City mayor Peter Soulsby said: “The King Richard III Visitor Centre is a tremendous asset for Leicester, winning praise from visitors and awards from industry. It was recently named one of the Lonely Planet’s ultimate UK destinations.
“Visit Leicester opened in Gallowtree Gate in 2012 – before the discovery of King Richard III’s remains under a Greyfriars car park. Since then, we’ve seen the transformation of that part of the city. We’ve invested heavily in the street scene and open spaces like Jubilee Square, and as a result we’ve seen a revitalised shopping and leisure area develop around Hotel Street and St Martins.
“It makes perfect sense to locate our tourist information in this area, as this is often the first stopping point for tourists. It will also allow us to use our staff and resources more effectively to promote Leicester, as they will all be on the same site.”
The King Richard III Visitor Centre has been operating for more than five years. In that time, it has welcomed more than 330,000 visitors.
Staff at the King Richard III Visitor Centre will all continue in their current roles and will become employees of the council. Savings to the council will come from freeing up the Visit Leicester premises in Gallowtree Gate so that they can be re-let.

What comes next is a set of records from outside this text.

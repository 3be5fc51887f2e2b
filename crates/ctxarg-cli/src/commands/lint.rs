use std::path::{Path, PathBuf};

use ctxarg_core::config::{ConfigError, CtxargConfig};
use ctxarg_core::types::{RuleCode, TypeIdentity};
use ctxarg_enforce::types::LintResult;
use ctxarg_enforce::LintEngine;
use ctxarg_output::OutputFormatter;
use ctxarg_parsers::walker::FileWalker;

/// Flags for a lint run. `None` means "take it from the config file".
#[derive(Debug, Clone, Default)]
pub struct LintOptions {
    pub paths: Vec<PathBuf>,
    pub enforce_name: Option<bool>,
    pub enforce_order: Option<bool>,
    pub context_type: Option<TypeIdentity>,
    pub suppress: Vec<RuleCode>,
    pub config: Option<PathBuf>,
    pub strict: bool,
}

/// Run `ctxarg [PATHS]...`. Returns the process exit code.
pub fn run(formatter: &dyn OutputFormatter, opts: LintOptions) -> i32 {
    let cwd = match std::env::current_dir() {
        Ok(p) => p,
        Err(e) => {
            eprintln!("ctxarg: failed to get current directory: {}", e);
            return 2;
        }
    };

    let paths = if opts.paths.is_empty() {
        vec![cwd.clone()]
    } else {
        opts.paths.clone()
    };
    let root = project_root(&paths, &cwd);

    let config = match resolve_config(&root, &opts) {
        Ok(c) => c,
        Err(e) => {
            eprintln!("ctxarg: {}", e);
            return 2;
        }
    };

    let files = match collect_files(&paths, &config) {
        Ok(f) => f,
        Err(msg) => {
            eprintln!("ctxarg: {}", msg);
            return 2;
        }
    };
    tracing::debug!(files = files.len(), root = %root.display(), "collected Go files");

    let result = LintEngine::with_config(&config).lint_paths(&files, &root);
    output_result(formatter, &result, opts.strict)
}

/// The first directory argument, or the working directory.
fn project_root(paths: &[PathBuf], cwd: &Path) -> PathBuf {
    match paths.first() {
        Some(p) if p.is_dir() => p.clone(),
        _ => cwd.to_path_buf(),
    }
}

/// Config file (explicit or `<root>/ctxarg.json`) with CLI flags layered on top.
fn resolve_config(root: &Path, opts: &LintOptions) -> Result<CtxargConfig, ConfigError> {
    let mut config = match &opts.config {
        Some(path) => CtxargConfig::from_file(path)?,
        None => CtxargConfig::load(root),
    };

    if let Some(name) = opts.enforce_name {
        config.enforce_name = name;
    }
    if let Some(order) = opts.enforce_order {
        config.enforce_order = order;
    }
    if let Some(ty) = &opts.context_type {
        config.context_type = ty.clone();
    }
    for code in &opts.suppress {
        if !config.suppress.contains(code) {
            config.suppress.push(*code);
        }
    }

    Ok(config)
}

fn collect_files(paths: &[PathBuf], config: &CtxargConfig) -> Result<Vec<PathBuf>, String> {
    let mut files = Vec::new();
    for path in paths {
        if path.is_dir() {
            let walker = FileWalker::new(path)
                .with_excludes(&config.exclude)
                .map_err(|e| e.to_string())?;
            files.extend(walker.walk().into_iter().map(|entry| entry.path));
        } else if path.is_file() {
            files.push(path.clone());
        } else {
            return Err(format!("path not found: {}", path.display()));
        }
    }
    files.sort();
    files.dedup();
    Ok(files)
}

fn output_result(formatter: &dyn OutputFormatter, result: &LintResult, strict: bool) -> i32 {
    let output = formatter.format_lint(result);
    if !output.is_empty() {
        println!("{}", output.trim_end());
    }

    if !result.is_clean() {
        return 1;
    }
    if strict && (!result.skipped.is_empty() || result.files_analyzed.is_empty()) {
        tracing::warn!(
            skipped = result.skipped.len(),
            analysed = result.files_analyzed.len(),
            "strict mode: incomplete analysis"
        );
        return 1;
    }
    tracing::debug!("clean: no violations");
    0
}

Martin Traynor, chair of trustees at the King Richard III Visitor Centre, said: Joining forces with the city council to promote both the wider tourism offer and the King Richard lll Visitor Centre is win-win for both organisations. The story of King Richard lll is an important chapter in Leicester's rich history and as the city council continues to invest in tourism, the visitor centre can play an intrinsic part in telling the Leicester story."
Staff from the King Richard III Visitor Centre will become city council employees in the next few months, while the transfer of the Visit Leicester centre is scheduled to take place by the end of March next year.